Выбрать главу

Приятно, что хоть какой-то радости его наш развод лишит!

Я выбрала флакончик с ароматизированным гелем «Ежевика» и ароматизированное молочко «Малина со сливками». Запахи похожи, но все же — имеют разные нюансы, вкупе создающие прелестную гамму… Щедро плеснула гелем в воду, дождалась, пока поднялась бело-розовая пена, с блаженным вздохом погрузила в ванну свое измученное тело… Ольга привыкла жить в жуткой грязи, она испытывает какой-то почти мистический страх перед водой, но вот эти ароматизированные жидкие мыла соблазняют ее на купание. Плохо только, что она до сих пор не уяснила, что приятный запах не всегда подразумевает съедобность продукта… Она пыталась лизать гели для душа и украдкой пила мыльную воду… А потом ее рвало. Ужасно!

Ольга вообще непредсказуема. Никогда не знаешь, чего от нее ждать! Да и будь она обыкновенным, нормальным ребенком, или даже взрослым, но — чужим, недавно поселившимся рядом, когда еще неизучены привычки… Вот я лежу в ванной, а она, вроде бы, спит! Но — кто ее знает?! Быть может, она притворялась, и только и ждала, чтобы я уединилась в ванной, легла бы в воду, в пену, голая, беззащитная, а она — полноправная хозяйка в пустой квартире, и что ей придет в голову, ведь ребенок — хоть и несчастный, хоть и очень-очень жалко и почти люблю ее — но все же ребенок рос… На дурном примере! Она не виновата ни в чем. Но неизвестно, какую она может выдумать забаву!

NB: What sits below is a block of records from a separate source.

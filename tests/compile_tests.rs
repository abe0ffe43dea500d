//! End-to-end tests over the public pipeline.
//!
//! Assembly is never executed here. Integer-valued programs are instead run
//! through a small reference interpreter over the checked AST, so the
//! front-end and the middle-end are validated against the language's
//! observable semantics, while the backend is checked structurally against
//! the instruction sequences it is expected to produce.

use std::collections::HashMap;

use rpascal::ast::{BinaryOp, Expr, ExprKind, Program, Routine, Stmt};
use rpascal::ty::ExprType;
use rpascal::{CompileError, compile, parser, symtab, tokenizer, typecheck};

fn checked_program(source: &str) -> Program {
  let tokens = tokenizer::tokenize(source).expect("tokenize failed");
  let mut program = parser::parse(tokens, source).expect("parse failed");
  let globals = symtab::collect_globals(&program, source).expect("collect failed");
  typecheck::check(&mut program, &globals, source).expect("typecheck failed");
  program
}

fn assembly(source: &str) -> String {
  compile(source).expect("compilation failed")
}

// ---- reference interpreter ------------------------------------------------

/// Variables live in numbered slots so a by-reference parameter can share
/// its caller's slot; an environment maps visible names to slots.
struct Machine<'a> {
  program: &'a Program,
  slots: Vec<i64>,
  output: Vec<i64>,
}

type Env = HashMap<String, usize>;

/// Run an integer-only program and return the sequence of written values.
fn interpret(source: &str) -> Vec<i64> {
  let program = checked_program(source);
  let mut machine = Machine {
    program: &program,
    slots: Vec::new(),
    output: Vec::new(),
  };
  let mut env = Env::new();
  for decl in &program.globals {
    assert_eq!(decl.ty, ExprType::Integer, "interpreter handles integers only");
    env.insert(decl.name.clone(), machine.alloc(0));
  }
  machine.exec(&program.body, &mut env);
  machine.output
}

impl<'a> Machine<'a> {
  fn alloc(&mut self, value: i64) -> usize {
    self.slots.push(value);
    self.slots.len() - 1
  }

  fn routine(&self, name: &str) -> Option<&'a Routine> {
    self
      .program
      .routines
      .iter()
      .find(|r| r.heading.name == name)
  }

  fn exec(&mut self, stmt: &Stmt, env: &mut Env) {
    match stmt {
      Stmt::Compound { body } => {
        for stmt in body {
          self.exec(stmt, env);
        }
      }
      Stmt::Assign { name, value, .. } => {
        let value = self.eval(value, env);
        let slot = env[name.as_str()];
        self.slots[slot] = value;
      }
      Stmt::Call { name, args, .. } => {
        self.call(name, args, env);
      }
      Stmt::If {
        cond,
        then_branch,
        else_branch,
      } => {
        if self.eval(cond, env) != 0 {
          self.exec(then_branch, env);
        } else if let Some(else_branch) = else_branch {
          self.exec(else_branch, env);
        }
      }
      Stmt::While { cond, body } => {
        while self.eval(cond, env) != 0 {
          self.exec(body, env);
        }
      }
      Stmt::Write { args, .. } => {
        for arg in args {
          let value = self.eval(arg, env);
          self.output.push(value);
        }
      }
    }
  }

  fn eval(&mut self, expr: &Expr, env: &mut Env) -> i64 {
    match &expr.kind {
      ExprKind::IntLit(value) => *value,
      ExprKind::Var { name } => match env.get(name.as_str()) {
        Some(&slot) => self.slots[slot],
        // A bare global function name is a zero-argument call.
        None => self.call(name, &[], env),
      },
      ExprKind::Call { name, args } => self.call(name, args, env),
      ExprKind::Binary { op, lhs, rhs } => {
        let lhs = self.eval(lhs, env);
        let rhs = self.eval(rhs, env);
        let boolean = |cond: bool| if cond { -1 } else { 0 };
        match op {
          BinaryOp::Add => lhs + rhs,
          BinaryOp::Sub => lhs - rhs,
          BinaryOp::Mul => lhs * rhs,
          BinaryOp::IntDiv => lhs / rhs,
          BinaryOp::Mod => lhs % rhs,
          BinaryOp::Eq => boolean(lhs == rhs),
          BinaryOp::Ne => boolean(lhs != rhs),
          BinaryOp::Lt => boolean(lhs < rhs),
          BinaryOp::Le => boolean(lhs <= rhs),
          BinaryOp::Gt => boolean(lhs > rhs),
          BinaryOp::Ge => boolean(lhs >= rhs),
          BinaryOp::FDiv => panic!("interpreter handles integers only"),
        }
      }
      ExprKind::RealLit(_) | ExprKind::StrLit(_) | ExprKind::Concat { .. } => {
        panic!("interpreter handles integers only")
      }
    }
  }

  fn call(&mut self, name: &str, args: &[Expr], env: &mut Env) -> i64 {
    let routine = self.routine(name).expect("call to unknown routine");
    let mut callee_env = Env::new();
    for (param, arg) in routine.heading.params.iter().zip(args) {
      let slot = if param.by_ref {
        let ExprKind::Var { name } = &arg.kind else {
          panic!("by-reference argument is always a variable");
        };
        env[name.as_str()]
      } else {
        let value = self.eval(arg, env);
        self.alloc(value)
      };
      callee_env.insert(param.name.clone(), slot);
    }
    if routine.heading.return_type.is_some() {
      let slot = self.alloc(0);
      callee_env.insert(routine.heading.name.clone(), slot);
    }
    for decl in &routine.locals {
      let slot = self.alloc(0);
      callee_env.insert(decl.name.clone(), slot);
    }
    self.exec(&routine.body, &mut callee_env);
    match routine.heading.return_type {
      Some(_) => self.slots[callee_env[name]],
      None => 0,
    }
  }
}

// ---- language scenarios ---------------------------------------------------

#[test]
fn arithmetic_precedence() {
  let source = "program P; begin writeln(2+3*4) end.";
  assert_eq!(interpret(source), vec![14]);
  let asm = assembly(source);
  assert!(asm.contains("call _writeINT"));
  assert!(asm.contains("call _writeCRLF"));
}

#[test]
fn global_variable_assignment() {
  assert_eq!(
    interpret("program P; var x: integer; begin x := 5; writeln(x-9) end."),
    vec![-4]
  );
}

#[test]
fn recursive_factorial() {
  let source = "program P; \
    function f(n: integer): integer; \
    begin if n <= 1 then f := 1 else f := n * f(n-1) end; \
    begin writeln(f(5)) end.";
  assert_eq!(interpret(source), vec![120]);
  let asm = assembly(source);
  assert!(asm.contains("pf_f:"));
  assert!(asm.contains("call pf_f"));
}

#[test]
fn concat_builds_its_result_in_a_temporary() {
  let asm = assembly("program P; begin writeln(concat('ab','cd','ef')) end.");
  assert!(asm.contains("strlit_0 db \"ab\", 0"));
  assert!(asm.contains("strlit_1 db \"cd\", 0"));
  assert!(asm.contains("strlit_2 db \"ef\", 0"));
  assert_eq!(asm.matches("call _strCopy").count(), 1);
  assert_eq!(asm.matches("call _strAppend").count(), 2);
  assert!(asm.contains("call _writeSTR"));
}

#[test]
fn integer_division_by_slash_produces_a_real() {
  let asm = assembly("program P; var r: real; begin r := 7 / 2; writeln(r) end.");
  assert!(asm.contains("cvtsi2sd xmm0, rax"));
  assert!(asm.contains("divsd xmm1, xmm0"));
  assert!(asm.contains("call _writeREAL"));
}

#[test]
fn string_into_integer_is_rejected_with_no_output() {
  let result = compile("program P; var i: integer; begin i := 'oops' end.");
  match result {
    Err(CompileError::Type { .. }) => {}
    other => panic!("expected a type error, got {other:?}"),
  }
}

#[test]
fn by_reference_mutates_and_by_value_does_not() {
  let source = "program P; var x: integer; \
    procedure bump(var n: integer); begin n := n + 1 end; \
    procedure keep(n: integer); begin n := n + 1 end; \
    begin x := 1; bump(x); writeln(x); keep(x); writeln(x) end.";
  assert_eq!(interpret(source), vec![2, 2]);
  let asm = assembly(source);
  assert!(asm.contains("mov rax, glob_x"));
}

#[test]
fn while_loop_accumulates() {
  let source = "program P; var i: integer; s: integer; begin \
    i := 1; s := 0; \
    while i <= 10 do begin s := s + i; i := i + 1 end; \
    writeln(s) end.";
  assert_eq!(interpret(source), vec![55]);
}

#[test]
fn bare_function_name_is_a_zero_argument_call() {
  let source = "program P; \
    function five: integer; begin five := 5 end; \
    begin writeln(five) end.";
  assert_eq!(interpret(source), vec![5]);
  let asm = assembly(source);
  assert!(asm.contains("call pf_five"));
}

#[test]
fn conditions_compare_and_branch() {
  let source = "program P; var x: integer; begin \
    x := 3; \
    if x >= 3 then writeln(1) else writeln(0); \
    if x <> 3 then writeln(1) else writeln(0) \
    end.";
  assert_eq!(interpret(source), vec![1, 0]);
}

#[test]
fn integer_div_and_mod() {
  assert_eq!(
    interpret("program P; begin writeln(17 div 5, 17 mod 5) end."),
    vec![3, 2]
  );
}

#[test]
fn compiling_twice_is_byte_identical() {
  let source = "program P; var x: integer; r: real; \
    function f(n: integer): integer; begin f := n * 2 end; \
    begin x := f(21); r := x / 2; \
    writeln(x, ' and ', r, concat('a', 'b', 'c')) end.";
  assert_eq!(assembly(source), assembly(source));
}

#[test]
fn parse_errors_carry_line_and_caret() {
  let err = compile("program P;\nbegin\n  writeln(2 +)\nend.").expect_err("should fail");
  let text = err.to_string();
  assert!(text.contains("line 3"), "missing location in: {text}");
  assert!(text.contains('^'), "missing caret in: {text}");
}

#[test]
fn type_errors_carry_line_and_column() {
  let err = compile("program P;\nbegin\n  writeln('a' + 1)\nend.").expect_err("should fail");
  let text = err.to_string();
  assert!(text.contains("line 3"), "missing location in: {text}");
}
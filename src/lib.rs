//! Crate root: wires together the compilation pipeline.
//!
//! The stages are intentionally small and composable so they can be evolved
//! independently:
//! - `tokenizer` performs lexical analysis and produces a flat token stream.
//! - `parser` owns all syntactic knowledge and builds the program AST.
//! - `symtab` collects the global symbol table and resolves names.
//! - `typecheck` assigns every expression its type and rejects mismatches.
//! - `codegen` lowers the checked program into x86-64 NASM assembly.
//! - `error` centralises reporting utilities shared by the other modules.
//!
//! Each stage either succeeds completely or aborts the compilation with a
//! [`CompileError`]; no output is produced for a rejected program.

pub mod ast;
pub mod error;
pub mod parser;
pub mod symtab;
pub mod tokenizer;
pub mod ty;
pub mod typecheck;

mod codegen;

pub use error::{CompileError, CompileResult};

/// Compile a source string into NASM assembly text.
pub fn compile(source: &str) -> CompileResult<String> {
  let tokens = tokenizer::tokenize(source)?;
  let mut program = parser::parse(tokens, source)?;
  let globals = symtab::collect_globals(&program, source)?;
  typecheck::check(&mut program, &globals, source)?;
  codegen::generate(&program, &globals)
}
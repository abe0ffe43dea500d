//! Symbol tables and scope resolution.
//!
//! Two tables exist at most at any time: the global table built by a
//! pre-pass over the AST (variables first, then procedure/function
//! signatures so forward references resolve), and a per-routine local table
//! built by the code generator immediately before lowering a body.
//!
//! Name lookup is a fixed walk (parameter list, declared locals, the
//! enclosing function's own name as its return slot, then the global
//! table), implemented once in [`Scope::resolve`] and shared by the type
//! checker and the code generator so the two passes can never drift.

use std::collections::HashMap;
use std::rc::Rc;

use crate::ast::{Parameter, ProcFuncHeading, Program, VarDecl};
use crate::error::{CompileError, CompileResult};
use crate::ty::ExprType;

/// What a symbol denotes and how its storage is typed.
#[derive(Debug, Clone, Copy, PartialEq, Eq)]
pub enum SymbolKind {
  Integer,
  Real,
  Str,
  /// By-reference parameter slots hold a pointer to the caller's storage.
  IntegerPtr,
  RealPtr,
  StrPtr,
  /// Stack slot holding the buffer pointer for one static `concat` site.
  ConcatTemp,
  Function,
  Procedure,
}

impl SymbolKind {
  /// Kind of a by-value slot of the given type.
  pub fn of_value(ty: ExprType) -> SymbolKind {
    match ty {
      ExprType::Integer => SymbolKind::Integer,
      ExprType::Real => SymbolKind::Real,
      ExprType::Str => SymbolKind::Str,
      ExprType::Unresolved => unreachable!("declarations always carry a concrete type"),
    }
  }

  /// Kind of a by-reference slot of the given type.
  pub fn of_reference(ty: ExprType) -> SymbolKind {
    match ty {
      ExprType::Integer => SymbolKind::IntegerPtr,
      ExprType::Real => SymbolKind::RealPtr,
      ExprType::Str => SymbolKind::StrPtr,
      ExprType::Unresolved => unreachable!("declarations always carry a concrete type"),
    }
  }

  /// Value type seen by an expression reading through this symbol, if any.
  pub fn value_type(self) -> Option<ExprType> {
    match self {
      SymbolKind::Integer | SymbolKind::IntegerPtr => Some(ExprType::Integer),
      SymbolKind::Real | SymbolKind::RealPtr => Some(ExprType::Real),
      SymbolKind::Str | SymbolKind::StrPtr | SymbolKind::ConcatTemp => Some(ExprType::Str),
      SymbolKind::Function | SymbolKind::Procedure => None,
    }
  }

  pub fn is_reference(self) -> bool {
    matches!(
      self,
      SymbolKind::IntegerPtr | SymbolKind::RealPtr | SymbolKind::StrPtr
    )
  }
}

/// Where a symbol's storage lives: a data/bss label for globals, a
/// displacement below the frame pointer for locals. Exactly one of the two,
/// by construction.
#[derive(Debug, Clone, PartialEq, Eq)]
pub enum Storage {
  Label(String),
  /// `[rbp - offset]`, offset positive and 8-byte aligned.
  Offset(i64),
}

#[derive(Debug, Clone)]
pub struct Symbol {
  pub kind: SymbolKind,
  pub storage: Storage,
  /// Present for `Function`/`Procedure` symbols; call sites reach the
  /// declared signature through here.
  pub heading: Option<Rc<ProcFuncHeading>>,
}

/// Flat name-to-symbol mapping for one scope. Shadowing within a scope is
/// an error; a local table deliberately does not consult the global table.
#[derive(Debug, Default)]
pub struct SymbolTable {
  symbols: HashMap<String, Symbol>,
}

impl SymbolTable {
  pub fn new() -> Self {
    Self::default()
  }

  pub fn exists(&self, name: &str) -> bool {
    self.symbols.contains_key(name)
  }

  pub fn insert(&mut self, name: &str, symbol: Symbol) -> CompileResult<()> {
    if self.exists(name) {
      return Err(CompileError::duplicate(name));
    }
    self.symbols.insert(name.to_string(), symbol);
    Ok(())
  }

  pub fn get(&self, name: &str) -> CompileResult<&Symbol> {
    self
      .symbols
      .get(name)
      .ok_or_else(|| CompileError::undefined(name))
  }
}

/// Assembly label for a global variable.
pub fn global_var_label(name: &str) -> String {
  format!("glob_{name}")
}

/// Assembly label for a procedure or function.
pub fn routine_label(name: &str) -> String {
  format!("pf_{name}")
}

/// Build the global table: variables first, then routine signatures, so a
/// routine body may call routines declared after it. Signatures that exceed
/// the register calling convention are rejected here rather than at the
/// call site.
pub fn collect_globals(program: &Program, source: &str) -> CompileResult<SymbolTable> {
  let mut table = SymbolTable::new();

  for decl in &program.globals {
    table.insert(
      &decl.name,
      Symbol {
        kind: SymbolKind::of_value(decl.ty),
        storage: Storage::Label(global_var_label(&decl.name)),
        heading: None,
      },
    )?;
  }

  for routine in &program.routines {
    let heading = &routine.heading;
    if heading.int_class_arity() > 6 {
      return Err(CompileError::unsupported(
        source,
        routine.loc,
        format!(
          "`{}` takes more than six integer-class parameters",
          heading.name
        ),
      ));
    }
    if heading.real_class_arity() > 8 {
      return Err(CompileError::unsupported(
        source,
        routine.loc,
        format!("`{}` takes more than eight real parameters", heading.name),
      ));
    }
    let kind = if heading.is_function() {
      SymbolKind::Function
    } else {
      SymbolKind::Procedure
    };
    table.insert(
      &heading.name,
      Symbol {
        kind,
        storage: Storage::Label(routine_label(&heading.name)),
        heading: Some(Rc::new(heading.clone())),
      },
    )?;
  }

  Ok(table)
}

/// Resolution result of a name at a program point.
#[derive(Debug)]
pub enum Binding<'a> {
  Parameter { index: usize, param: &'a Parameter },
  Local(&'a VarDecl),
  /// The enclosing function's own name: its return-value slot.
  ReturnSlot(ExprType),
  Global(&'a Symbol),
}

/// View of the names visible at a program point: the global table plus,
/// inside a routine body, its heading and declared locals.
pub struct Scope<'a> {
  globals: &'a SymbolTable,
  heading: Option<&'a ProcFuncHeading>,
  locals: &'a [VarDecl],
}

impl<'a> Scope<'a> {
  pub fn global(globals: &'a SymbolTable) -> Self {
    Self {
      globals,
      heading: None,
      locals: &[],
    }
  }

  pub fn routine(globals: &'a SymbolTable, heading: &'a ProcFuncHeading, locals: &'a [VarDecl]) -> Self {
    Self {
      globals,
      heading: Some(heading),
      locals,
    }
  }

  pub fn in_routine(&self) -> bool {
    self.heading.is_some()
  }

  /// The three-step lookup: parameters, locals, the function's own name,
  /// then globals.
  pub fn resolve(&self, name: &str) -> CompileResult<Binding<'a>> {
    if let Some(heading) = self.heading {
      if let Some((index, param)) = heading
        .params
        .iter()
        .enumerate()
        .find(|(_, p)| p.name == name)
      {
        return Ok(Binding::Parameter { index, param });
      }
      if let Some(decl) = self.locals.iter().find(|d| d.name == name) {
        return Ok(Binding::Local(decl));
      }
      if heading.name == name
        && let Some(return_type) = heading.return_type
      {
        return Ok(Binding::ReturnSlot(return_type));
      }
    }
    self.globals.get(name).map(Binding::Global)
  }
}
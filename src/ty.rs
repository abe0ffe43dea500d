//! The small type universe of the language: integers, reals, and strings.
//!
//! Every expression node starts out `Unresolved` and is assigned a concrete
//! type exactly once by the type checker. The code generator reads the tags
//! but never re-derives them.

use std::fmt;

/// Static type of an expression.
#[derive(Debug, Clone, Copy, PartialEq, Eq)]
pub enum ExprType {
  Unresolved,
  Integer,
  Real,
  Str,
}

impl ExprType {
  pub fn is_numeric(self) -> bool {
    matches!(self, ExprType::Integer | ExprType::Real)
  }

  /// Usual arithmetic promotion: mixing an integer with a real yields a real.
  /// Only meaningful for numeric operands; callers check that first.
  pub fn promote(self, other: ExprType) -> ExprType {
    if self == ExprType::Real || other == ExprType::Real {
      ExprType::Real
    } else {
      ExprType::Integer
    }
  }
}

impl fmt::Display for ExprType {
  fn fmt(&self, f: &mut fmt::Formatter<'_>) -> fmt::Result {
    let name = match self {
      ExprType::Unresolved => "<unresolved>",
      ExprType::Integer => "integer",
      ExprType::Real => "real",
      ExprType::Str => "string",
    };
    write!(f, "{name}")
  }
}

#[cfg(test)]
mod tests {
  use super::*;

  #[test]
  fn promotion_prefers_real() {
    assert_eq!(ExprType::Integer.promote(ExprType::Integer), ExprType::Integer);
    assert_eq!(ExprType::Integer.promote(ExprType::Real), ExprType::Real);
    assert_eq!(ExprType::Real.promote(ExprType::Integer), ExprType::Real);
  }

  #[test]
  fn display_names_match_source_keywords() {
    assert_eq!(ExprType::Str.to_string(), "string");
    assert_eq!(ExprType::Integer.to_string(), "integer");
  }
}
//! Versioned schema evolution with a per-owner applied-version watermark.

use std::collections::HashMap;
use std::fmt;

use async_trait::async_trait;
use chrono::Utc;
use lake_core::PipelineError;
use serde::Serialize;
use sqlx::sqlite::SqlitePool;
use sqlx::Row;
use tracing::{info, warn};

use crate::{validate_identifier, Store, StoreError};

/// Schema operations available to migration scripts.
#[async_trait]
pub trait SchemaMigrator: Send {
    async fn execute(&mut self, sql: &str) -> Result<(), StoreError>;

    async fn has_table(&mut self, table: &str) -> Result<bool, StoreError>;

    async fn has_column(&mut self, table: &str, column: &str) -> Result<bool, StoreError>;

    /// Skipped when `from` is gone and `to` already exists.
    async fn rename_table(&mut self, from: &str, to: &str) -> Result<(), StoreError>;

    /// Skipped when `from` is gone and `to` already exists.
    async fn rename_column(&mut self, table: &str, from: &str, to: &str) -> Result<(), StoreError>;

    /// No-op when the column is already present.
    async fn add_column(&mut self, table: &str, column: &str, definition: &str) -> Result<(), StoreError>;
}

#[derive(Debug, Clone)]
pub struct SqliteSchemaMigrator {
    pool: SqlitePool,
}

impl SqliteSchemaMigrator {
    pub fn new(pool: SqlitePool) -> Self {
        Self { pool }
    }
}

#[async_trait]
impl SchemaMigrator for SqliteSchemaMigrator {
    async fn execute(&mut self, sql: &str) -> Result<(), StoreError> {
        sqlx::query(sql).execute(&self.pool).await?;
        Ok(())
    }

    async fn has_table(&mut self, table: &str) -> Result<bool, StoreError> {
        let found = sqlx::query_scalar::<_, i64>(
            "SELECT 1 FROM sqlite_master WHERE type = 'table' AND name = ? LIMIT 1",
        )
        .bind(table)
        .fetch_optional(&self.pool)
        .await?;
        Ok(found.is_some())
    }

    async fn has_column(&mut self, table: &str, column: &str) -> Result<bool, StoreError> {
        let found = sqlx::query_scalar::<_, i64>(
            "SELECT 1 FROM pragma_table_info(?) WHERE name = ? LIMIT 1",
        )
        .bind(table)
        .bind(column)
        .fetch_optional(&self.pool)
        .await?;
        Ok(found.is_some())
    }

    async fn rename_table(&mut self, from: &str, to: &str) -> Result<(), StoreError> {
        validate_identifier(from)?;
        validate_identifier(to)?;
        if !self.has_table(from).await? && self.has_table(to).await? {
            warn!(from, to, "table already renamed, skipping");
            return Ok(());
        }
        self.execute(&format!("ALTER TABLE {from} RENAME TO {to}")).await
    }

    async fn rename_column(&mut self, table: &str, from: &str, to: &str) -> Result<(), StoreError> {
        validate_identifier(table)?;
        validate_identifier(from)?;
        validate_identifier(to)?;
        if !self.has_column(table, from).await? && self.has_column(table, to).await? {
            warn!(table, from, to, "column already renamed, skipping");
            return Ok(());
        }
        self.execute(&format!("ALTER TABLE {table} RENAME COLUMN {from} TO {to}"))
            .await
    }

    async fn add_column(&mut self, table: &str, column: &str, definition: &str) -> Result<(), StoreError> {
        validate_identifier(table)?;
        validate_identifier(column)?;
        if self.has_column(table, column).await? {
            return Ok(());
        }
        self.execute(&format!("ALTER TABLE {table} ADD COLUMN {column} {definition}"))
            .await
    }
}

#[async_trait]
pub trait MigrationScript: Send + Sync {
    /// Usually a `YYYYMMDDhhmmss` timestamp.
    fn version(&self) -> u64;

    fn owner(&self) -> &'static str;

    fn name(&self) -> &'static str;

    async fn up(&self, schema: &mut dyn SchemaMigrator) -> Result<(), StoreError>;
}

impl fmt::Debug for dyn MigrationScript {
    fn fmt(&self, f: &mut fmt::Formatter<'_>) -> fmt::Result {
        f.debug_struct("MigrationScript")
            .field("owner", &self.owner())
            .field("version", &self.version())
            .field("name", &self.name())
            .finish()
    }
}

/// A script that is nothing more than a list of statements.
#[derive(Debug, Clone, Copy)]
pub struct SqlMigration {
    pub version: u64,
    pub owner: &'static str,
    pub name: &'static str,
    pub statements: &'static [&'static str],
}

#[async_trait]
impl MigrationScript for SqlMigration {
    fn version(&self) -> u64 {
        self.version
    }

    fn owner(&self) -> &'static str {
        self.owner
    }

    fn name(&self) -> &'static str {
        self.name
    }

    async fn up(&self, schema: &mut dyn SchemaMigrator) -> Result<(), StoreError> {
        for statement in self.statements {
            schema.execute(statement).await?;
        }
        Ok(())
    }
}

#[derive(Debug, Clone, PartialEq, Eq, Serialize)]
pub struct AppliedMigration {
    pub owner: String,
    pub version: u64,
    pub name: String,
}

#[derive(Debug, Default)]
pub struct MigrationRegistry {
    scripts: Vec<Box<dyn MigrationScript>>,
}

impl MigrationRegistry {
    pub fn new() -> Self {
        Self::default()
    }

    pub fn register(&mut self, script: Box<dyn MigrationScript>) -> Result<(), PipelineError> {
        if self
            .scripts
            .iter()
            .any(|s| s.owner() == script.owner() && s.version() == script.version())
        {
            return Err(PipelineError::config(format!(
                "duplicate migration {}/{}",
                script.owner(),
                script.version()
            )));
        }
        let at = self
            .scripts
            .partition_point(|s| (s.version(), s.owner()) <= (script.version(), script.owner()));
        self.scripts.insert(at, script);
        Ok(())
    }

    pub fn register_all(
        &mut self,
        scripts: impl IntoIterator<Item = Box<dyn MigrationScript>>,
    ) -> Result<(), PipelineError> {
        for script in scripts {
            self.register(script)?;
        }
        Ok(())
    }

    pub fn len(&self) -> usize {
        self.scripts.len()
    }

    pub fn is_empty(&self) -> bool {
        self.scripts.is_empty()
    }

    /// Apply every script above its owner's watermark, in ascending version order.
    pub async fn execute(&self, store: &Store) -> Result<Vec<AppliedMigration>, PipelineError> {
        bootstrap(store).await?;
        let mut watermarks = load_watermarks(store).await?;
        let mut migrator = SqliteSchemaMigrator::new(store.pool().clone());
        let mut applied = Vec::new();

        for script in &self.scripts {
            let owner = script.owner();
            let version = script.version();
            if watermarks.get(owner).is_some_and(|mark| version <= *mark) {
                continue;
            }

            let stored_version = i64::try_from(version).map_err(|_| {
                PipelineError::config(format!("migration version {version} out of range"))
            })?;

            info!(owner, version, name = script.name(), "applying migration");
            script
                .up(&mut migrator)
                .await
                .map_err(|err| PipelineError::Schema {
                    owner: owner.to_string(),
                    version,
                    name: script.name().to_string(),
                    reason: err.to_string(),
                })?;

            record_applied(store, owner, stored_version, script.name()).await?;
            watermarks.insert(owner.to_string(), version);
            applied.push(AppliedMigration {
                owner: owner.to_string(),
                version,
                name: script.name().to_string(),
            });
        }

        Ok(applied)
    }
}

async fn bootstrap(store: &Store) -> Result<(), StoreError> {
    sqlx::query(
        "CREATE TABLE IF NOT EXISTS _lake_migration_watermarks (
            owner TEXT PRIMARY KEY,
            version INTEGER NOT NULL,
            updated_at TEXT NOT NULL
        )",
    )
    .execute(store.pool())
    .await?;
    sqlx::query(
        "CREATE TABLE IF NOT EXISTS _lake_migration_history (
            version INTEGER NOT NULL,
            owner TEXT NOT NULL,
            name TEXT NOT NULL,
            applied_at TEXT NOT NULL,
            PRIMARY KEY (owner, version)
        )",
    )
    .execute(store.pool())
    .await?;
    Ok(())
}

async fn load_watermarks(store: &Store) -> Result<HashMap<String, u64>, StoreError> {
    let rows = sqlx::query("SELECT owner, version FROM _lake_migration_watermarks")
        .fetch_all(store.pool())
        .await?;
    let mut marks = HashMap::with_capacity(rows.len());
    for row in rows {
        let owner: String = row.try_get("owner")?;
        let version: i64 = row.try_get("version")?;
        marks.insert(owner, u64::try_from(version).unwrap_or(0));
    }
    Ok(marks)
}

async fn record_applied(store: &Store, owner: &str, version: i64, name: &str) -> Result<(), StoreError> {
    let now = Utc::now();
    let mut tx = store.pool().begin().await?;
    sqlx::query(
        "INSERT INTO _lake_migration_watermarks (owner, version, updated_at) VALUES (?, ?, ?)
         ON CONFLICT(owner) DO UPDATE SET version = excluded.version, updated_at = excluded.updated_at",
    )
    .bind(owner)
    .bind(version)
    .bind(now)
    .execute(&mut *tx)
    .await?;
    sqlx::query(
        "INSERT OR REPLACE INTO _lake_migration_history (version, owner, name, applied_at)
         VALUES (?, ?, ?, ?)",
    )
    .bind(version)
    .bind(owner)
    .bind(name)
    .bind(now)
    .execute(&mut *tx)
    .await?;
    tx.commit().await?;
    Ok(())
}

…Я выскочила из ванной, наспех обтерлась, на молочко и прочие ухищрения времени не было, я выбежала, кинулась в спальню… Ольга спала.

Разумеется, Ольга спала! Это я, идиотка мнительная…

Ольга спала. Тяжело дышала, постанывала во сне, стискивала кулачки. На висках и на верхней губе выступила испарина. Брови страдальчески изогнулись. Ротик приоткрылся. Зубы — стиснуты. Воздух выходит со свистом…

Должно быть, дурной сон.

Я осторожно погладила ее по голове… Она дернулась, заметалась, но не проснулась… Потом, вроде бы, задышала спокойнее… И я ушла. Прикрыла за собой дверь.

Пошла в ванную. Долго «умащалась» молочком с запахом малины и ванили. Сняла влажный халат, надела теплую бархатную пижаму.

Пошла на кухню. Есть не хотелось… Поджарила себе два тоста с сыром, заварила свежий чай. Отнесла на подносе в свою комнату. Взяла — наконец-то, после пятидневного перерыва! — недочитанного «Ведьмака» Анджея Сапковского. И улетела… Открылись ворота — в другой мир, в другую эпоху.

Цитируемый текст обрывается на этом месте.